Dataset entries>

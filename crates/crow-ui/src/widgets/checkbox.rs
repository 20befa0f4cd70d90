use crow_iml::{Capability, TypeDescriptor, ValueKind};

use crate::runtime::UiRuntime;
use crate::widgets::flip;

pub(crate) fn descriptors() -> Vec<TypeDescriptor> {
    vec![
        TypeDescriptor::new("Checkbox", Capability::Leaf)
            .base("Widget")
            .doc("A box with an optional label, checked or not.")
            .content("Text")
            .property("Text", ValueKind::Str, "Label next to the box.")
            .property("IsChecked", ValueKind::Bool, "Current state.")
            .event("Toggled", "EventHandler", "Raised after `IsChecked` changes through `Toggle()`.")
            .method("Toggle", "Flips `IsChecked` and raises `Toggled`."),
        TypeDescriptor::new("Toggle", Capability::Leaf)
            .base("Checkbox")
            .doc("A switch; same state model as `Checkbox`."),
    ]
}

pub(crate) fn install(rt: &UiRuntime) {
    rt.register_method("Checkbox", "Toggle", |rt, target, _| {
        flip(rt, target, "IsChecked");
        rt.raise(target, "Toggled");
    });
}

ACTIVITY> The answer must be every line from the entries above that holds the string "UiRuntime".

EXERCISE RESULT>
use crate::runtime::UiRuntime;
pub(crate) fn install(rt: &UiRuntime) {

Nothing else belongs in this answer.